[Stored items]

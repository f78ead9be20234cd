//! HTTP protocol versions understood by the response parser.

use crate::error::{Error, Result};

/// Protocol version of a parsed response.
#[derive(Debug, Clone, Copy, PartialEq, Eq)]
pub enum HttpVersion {
    /// Headerless pre-1.0 responses; the body runs to EOF and the
    /// connection always closes.
    Http09,
    /// HTTP/1.0.
    Http10,
    /// HTTP/1.1, and any HTTP/1.x with x >= 1.
    Http11,
}

impl HttpVersion {
    /// Recognize a status-line protocol token.
    ///
    /// `HTTP/1.x` with x >= 1 is treated as HTTP/1.1. Anything else is a
    /// fatal protocol error for the exchange.
    pub fn from_token(token: &str) -> Result<Self> {
        if token == "HTTP/1.0" {
            return Ok(Self::Http10);
        }
        if let Some(minor) = token.strip_prefix("HTTP/1.") {
            if minor.parse::<u32>().map(|m| m >= 1).unwrap_or(false) {
                return Ok(Self::Http11);
            }
        }
        if token == "HTTP/0.9" {
            return Ok(Self::Http09);
        }
        Err(Error::unknown_protocol(token))
    }

    /// Get human-readable version string.
    pub fn as_str(&self) -> &'static str {
        match self {
            Self::Http09 => "HTTP/0.9",
            Self::Http10 => "HTTP/1.0",
            Self::Http11 => "HTTP/1.1",
        }
    }

    /// Numeric code in the 9/10/11 convention callers key switch logic on.
    pub fn code(&self) -> u8 {
        match self {
            Self::Http09 => 9,
            Self::Http10 => 10,
            Self::Http11 => 11,
        }
    }
}
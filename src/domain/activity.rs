// ==========================================
// 库存运营看板 - 收货 / 生产 / 库存流水领域模型
// ==========================================

use crate::domain::types::MovementType;
use chrono::NaiveDate;
use serde::{Deserialize, Serialize};

// ==========================================
// Receipt - 收货记录
// ==========================================
#[derive(Debug, Clone, PartialEq, Serialize, Deserialize)]
#[serde(rename_all = "camelCase")]
pub struct Receipt {
    pub id: String,
    pub date: String,
    pub po_number: String,
    pub vendor: String,
    pub sku: String,
    pub qty: f64,
    pub variance: f64,
    pub receiver: String,
    pub remarks: String,
}

// ==========================================
// ProductionRecord - 生产记录
// ==========================================
#[derive(Debug, Clone, PartialEq, Serialize, Deserialize)]
#[serde(rename_all = "camelCase")]
pub struct ProductionRecord {
    pub id: String,
    pub date: String,
    pub line: String,
    pub sku: String,
    pub qty: f64,
    #[serde(default, skip_serializing_if = "String::is_empty")]
    pub shift: String,
    pub item_name: String,
    pub qty_rejected: f64,
    pub reject_pct: f64,
    pub male: f64,   // 男工人数
    pub female: f64, // 女工人数
    pub operator: String,
}

// ==========================================
// InventoryMovement - 库存流水
// ==========================================
// 当前只用于派生“最后变动日期”，不用于重算在库数量
#[derive(Debug, Clone, PartialEq, Serialize, Deserialize)]
pub struct InventoryMovement {
    pub sku: String,
    pub date: Option<NaiveDate>,
    pub movement_type: MovementType,
    pub qty_delta: f64,
    pub ref_type: String,
    pub ref_no: String,
    pub location: String,
}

**TASK REQUIREMENTS**. The records above are to be restated word for word, in full.

**RESPONSE AREA**.
repository f78ead9be20234cd
//! HTTP protocol versions understood by the response parser.

use crate::error::{Error, Result};

/// Protocol version of a parsed response.
#[derive(Debug, Clone, Copy, PartialEq, Eq)]
pub enum HttpVersion {
    /// Headerless pre-1.0 responses; the body runs to EOF and the
    /// connection always closes.
    Http09,
    /// HTTP/1.0.
    Http10,
    /// HTTP/1.1, and any HTTP/1.x with x >= 1.
    Http11,
}

impl HttpVersion {
    /// Recognize a status-line protocol token.
    ///
    /// `HTTP/1.x` with x >= 1 is treated as HTTP/1.1. Anything else is a
    /// fatal protocol error for the exchange.
    pub fn from_token(token: &str) -> Result<Self> {
        if token == "HTTP/1.0" {
            return Ok(Self::Http10);
        }
        if let Some(minor) = token.strip_prefix("HTTP/1.") {
            if minor.parse::<u32>().map(|m| m >= 1).unwrap_or(false) {
                return Ok(Self::Http11);
            }
        }
        if token == "HTTP/0.9" {
            return Ok(Self::Http09);
        }
        Err(Error::unknown_protocol(token))
    }

    /// Get human-readable version string.
    pub fn as_str(&self) -> &'static str {
        match self {
            Self::Http09 => "HTTP/0.9",
            Self::Http10 => "HTTP/1.0",
            Self::Http11 => "HTTP/1.1",
        }
    }

    /// Numeric code in the 9/10/11 convention callers key switch logic on.
    pub fn code(&self) -> u8 {
        match self {
            Self::Http09 => 9,
            Self::Http10 => 10,
            Self::Http11 => 11,
        }
    }
}
filename src/domain/activity.rs
// ==========================================
// 库存运营看板 - 收货 / 生产 / 库存流水领域模型
// ==========================================

use crate::domain::types::MovementType;
use chrono::NaiveDate;
use serde::{Deserialize, Serialize};

// ==========================================
// Receipt - 收货记录
// ==========================================
#[derive(Debug, Clone, PartialEq, Serialize, Deserialize)]
#[serde(rename_all = "camelCase")]
pub struct Receipt {
    pub id: String,
    pub date: String,
    pub po_number: String,
    pub vendor: String,
    pub sku: String,
    pub qty: f64,
    pub variance: f64,
    pub receiver: String,
    pub remarks: String,
}

// ==========================================
// ProductionRecord - 生产记录
// ==========================================
#[derive(Debug, Clone, PartialEq, Serialize, Deserialize)]
#[serde(rename_all = "camelCase")]
pub struct ProductionRecord {
    pub id: String,
    pub date: String,
    pub line: String,
    pub sku: String,
    pub qty: f64,
    #[serde(default, skip_serializing_if = "String::is_empty")]
    pub shift: String,
    pub item_name: String,
    pub qty_rejected: f64,
    pub reject_pct: f64,
    pub male: f64,   // 男工人数
    pub female: f64, // 女工人数
    pub operator: String,
}

// ==========================================
// InventoryMovement - 库存流水
// ==========================================
// 当前只用于派生“最后变动日期”，不用于重算在库数量
#[derive(Debug, Clone, PartialEq, Serialize, Deserialize)]
pub struct InventoryMovement {
    pub sku: String,
    pub date: Option<NaiveDate>,
    pub movement_type: MovementType,
    pub qty_delta: f64,
    pub ref_type: String,
    pub ref_no: String,
    pub location: String,
}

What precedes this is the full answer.